De l’intérêt de connaître son génome

Les cas de figure sont nombreux. Dans le cadre de la prévention, il peut être utile de connaître son génome quand on sait éviter ou guérir la maladie en question – et qu’il y a eu des cas dans la famille. C’est le cas du cancer du sein et dans la mesure où l’on sait qu’il y a eu des cas de cancers du sein dans l’ascendance directe (par exemple chez la mère), il est recommandé de rechercher l’existence de ce gène de prédisposition tel le BCRA1 pour prendre les mesures qui conviennent, chez les filles (surveillance rapprochée, mammectomie préventive …).

Connaître le génome est également utile dans le cadre d’une pathologie rare ou d’une maladie dont on n’arrive pas à faire le diagnostic. L’étude du génome peut permettre d’en faire le diagnostic et donc d’envisager le traitement le plus pertinent. Par exemple dans le cadre de maladies rhumatismales, il peut être utile de savoir si la personne est porteuse des gènes HLA DR1 – DR4 (polyarthrite rhumatoïde) ou HLA B27 (spondylarthrite ankylosante). Le traitement sera globalement le même, mais au moins on sait de quoi on souffre.
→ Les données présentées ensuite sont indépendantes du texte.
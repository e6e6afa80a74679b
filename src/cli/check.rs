//! Run expressions against JSON input, or just check that they parse.

use super::CliError;
use crate::{compile, printer::Printer};

/// Options for the search command
#[derive(Debug, Clone, Default)]
pub struct SearchOptions {
    pub expression: String,
    /// JSON input string
    pub input: Option<String>,
}

/// Compiles the expression and evaluates it against the input document.
pub fn execute_search(options: &SearchOptions) -> Result<serde_json::Value, CliError> {
    let expr = compile(&options.expression)?;
    let json_str = options.input.as_ref().ok_or(CliError::NoInput)?;
    let data: serde_json::Value = serde_json::from_str(json_str)?;
    Ok(expr.search(&data)?)
}

/// Options for the check command
#[derive(Debug, Clone, Default)]
pub struct CheckOptions {
    pub expression: String,
    /// Also return the parsed tree
    pub ast: bool,
}

/// Result of a check operation
#[derive(Debug)]
pub struct CheckResult {
    /// The expression in canonical form
    pub canonical: String,
    /// Debug rendering of the tree, when requested
    pub ast: Option<String>,
}

/// Parses the expression without evaluating it.
pub fn execute_check(options: &CheckOptions) -> Result<CheckResult, CliError> {
    let expr = compile(&options.expression)?;
    Ok(CheckResult {
        canonical: Printer::print(expr.as_ast()),
        ast: options.ast.then(|| format!("{:#?}", expr.as_ast())),
    })
}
Quant au cancer, il est admis que le typage génétique de certains cancers, peut permettre d’établir plus précisément le profil de la tumeur et ainsi de pouvoir proposer un traitement ciblé encore plus efficace.
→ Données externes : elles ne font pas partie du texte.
impl<'a, N: DataNode + ?Sized + 'a> Visitor<&'a N> for Evaluator {
    type Output = Result<Selection<'a, N>, EvalError>;

    fn visit_field(&mut self, name: &str, input: &'a N) -> Self::Output {
        Ok(input
            .get_field(name)
            .map_or_else(Selection::null, Selection::Borrowed))
    }

    fn visit_index(&mut self, index: i64, input: &'a N) -> Self::Output {
        if !input.is_array() {
            return Ok(Selection::null());
        }
        Ok(resolve_index(input.length(), index)
            .and_then(|i| input.get_index(i))
            .map_or_else(Selection::null, Selection::Borrowed))
    }

    fn visit_slice(
        &mut self,
        start: Option<i64>,
        stop: Option<i64>,
        step: Option<i64>,
        input: &'a N,
    ) -> Self::Output {
        if !input.is_array() {
            return Ok(Selection::null());
        }
        let items = slice_indices(input.length(), start, stop, step)
            .into_iter()
            .filter_map(|i| input.get_index(i))
            .map(Value::from_node)
            .collect();
        Ok(Selection::Owned(Value::Array(items)))
    }

    fn visit_flatten(&mut self, inner: &Expr, input: &'a N) -> Self::Output {
        let flattened = match inner.accept(self, input)? {
            Selection::Borrowed(node) if node.is_array() => flatten_node(node),
            Selection::Owned(value) => flatten(value),
            Selection::Borrowed(_) => Value::Null,
        };
        Ok(Selection::Owned(flattened))
    }

    fn visit_object_values(&mut self, inner: &Expr, input: &'a N) -> Self::Output {
        let values = match inner.accept(self, input)? {
            Selection::Borrowed(node) if node.is_object() => {
                Value::Array(node.entries().map(|(_, v)| Value::from_node(v)).collect())
            }
            Selection::Owned(Value::Object(obj)) => Value::Array(obj.into_values().collect()),
            _ => Value::Null,
        };
        Ok(Selection::Owned(values))
    }

    fn visit_subexpression(&mut self, lhs: &Expr, rhs: &Expr, input: &'a N) -> Self::Output {
        let left = lhs.accept(self, input)?;
        if left.is_null() {
            return Ok(Selection::null());
        }
        self.apply(left, rhs)
    }

    fn visit_pipe(&mut self, lhs: &Expr, rhs: &Expr, input: &'a N) -> Self::Output {
        let left = lhs.accept(self, input)?;
        self.apply(left, rhs)
    }

    fn visit_projection(&mut self, lhs: &Expr, rhs: &Expr, input: &'a N) -> Self::Output {
        // `*` projects straight over the object's values
        if let Expr::ObjectValues(inner) = lhs {
            let projected = match inner.accept(self, input)? {
                Selection::Borrowed(node) if node.is_object() => {
                    self.project(node.entries().map(|(_, v)| v), None, rhs)?
                }
                Selection::Owned(Value::Object(obj)) => self.project(obj.values(), None, rhs)?,
                _ => Value::Null,
            };
            return Ok(Selection::Owned(projected));
        }
        let left = lhs.accept(self, input)?;
        self.project_array(left, None, rhs)
    }

    fn visit_filter_projection(
        &mut self,
        lhs: &Expr,
        predicate: &Expr,
        rhs: &Expr,
        input: &'a N,
    ) -> Self::Output {
        let left = lhs.accept(self, input)?;
        self.project_array(left, Some(predicate), rhs)
    }

    fn visit_multi_select_list(&mut self, items: &[Expr], input: &'a N) -> Self::Output {
        if input.is_null() {
            return Ok(Selection::null());
        }
        let mut result = Vec::with_capacity(items.len());
        for item in items {
            result.push(item.accept(self, input)?.into_value());
        }
        Ok(Selection::Owned(Value::Array(result)))
    }

    fn visit_multi_select_hash(&mut self, pairs: &[(String, Expr)], input: &'a N) -> Self::Output {
        if input.is_null() {
            return Ok(Selection::null());
        }
        let mut result = Map::with_capacity(pairs.len());
        for (key, expr) in pairs {
            result.insert(key.clone(), expr.accept(self, input)?.into_value());
        }
        Ok(Selection::Owned(Value::Object(result)))
    }

    fn visit_or(&mut self, lhs: &Expr, rhs: &Expr, input: &'a N) -> Self::Output {
        let left = lhs.accept(self, input)?;
        if left.is_truthy() {
            Ok(left)
        } else {
            rhs.accept(self, input)
        }
    }

    fn visit_and(&mut self, lhs: &Expr, rhs: &Expr, input: &'a N) -> Self::Output {
        let left = lhs.accept(self, input)?;
        if left.is_truthy() {
            rhs.accept(self, input)
        } else {
            Ok(left)
        }
    }

    fn visit_not(&mut self, inner: &Expr, input: &'a N) -> Self::Output {
        let value = inner.accept(self, input)?;
        Ok(Selection::Owned(Value::Boolean(!value.is_truthy())))
    }

    fn visit_comparison(
        &mut self,
        op: Comparator,
        lhs: &Expr,
        rhs: &Expr,
        input: &'a N,
    ) -> Self::Output {
        let left = lhs.accept(self, input)?.into_value();
        let right = rhs.accept(self, input)?.into_value();
        Ok(Selection::Owned(compare_values(op, &left, &right)))
    }

    fn visit_function_call(&mut self, name: &str, args: &[Expr], input: &'a N) -> Self::Output {
        let mut evaluated = Vec::with_capacity(args.len());
        for arg in args {
            evaluated.push(match arg {
                Expr::ExpressionRef(inner) => Arg::Expref(inner),
                other => Arg::Value(other.accept(self, input)?.into_value()),
            });
        }
        self.call_function(name, evaluated).map(Selection::Owned)
    }

    fn visit_expression_ref(&mut self, _inner: &Expr, _input: &'a N) -> Self::Output {
        Err(EvalError::TypeMismatch(
            "an expression reference can only be passed to a function".to_string(),
        ))
    }

    fn visit_current_node(&mut self, input: &'a N) -> Self::Output {
        Ok(Selection::Borrowed(input))
    }

    fn visit_literal(&mut self, value: &Value, _input: &'a N) -> Self::Output {
        Ok(Selection::Owned(value.clone()))
    }
}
A contrario, ce serait plus un stress qu’un bienfait si on était confronté à une maladie que l’on ne sait ni empêcher ni guérir comme la maladie d’Alzheimer. Il vaudrait sans doute mieux ne pas savoir ….

En conclusion, l’analyse du génome se révèle particulièrement utile en cas de maladie avérée pour affiner le traitement et augmenter les chances de guérison. Il se révèle également utile en cas de maladies familiales à risque de transmission héréditaire afin de prévoir une prévention chez ceux et celles qui, dans la descendance, sont concernés.

Le cancer du sein et de la poly adénomatose familiale (PAF – pourvoyeuse de cancer du colon rectum) en sont de bons exemples. En revanche, vouloir connaître ses risques de maladie en faisant étudier son génome peut se révéler dangereux pour deux raisons. Tout d’abord, il ne s’agit que d’une évaluation d’un risque. La maladie peut arriver comme elle peut ne jamais arriver. Pour autant cela peut bouleverser la vie d’une personne que de le savoir. Si on vous disait que vous alliez mourir jeune et sans mémoire, les journées à venir ne seraient plus vraiment pareilles. De plus, parfois le degré de prédiction est très imprécis. Le kit « Etude de votre Génome » n’est donc sûrement pas un cadeau de Noël à offrir. Il doit s’intégrer dans le cadre d’une réflexion médicale, géré par une équipe médicale avec l’accord du patient, afin d’optimiser les chances de prévention et de guérison d’une maladie bien identifiée. C’est là qu’il se justifie pleinement. Ce type de médecine a donc de beaux jours devant lui.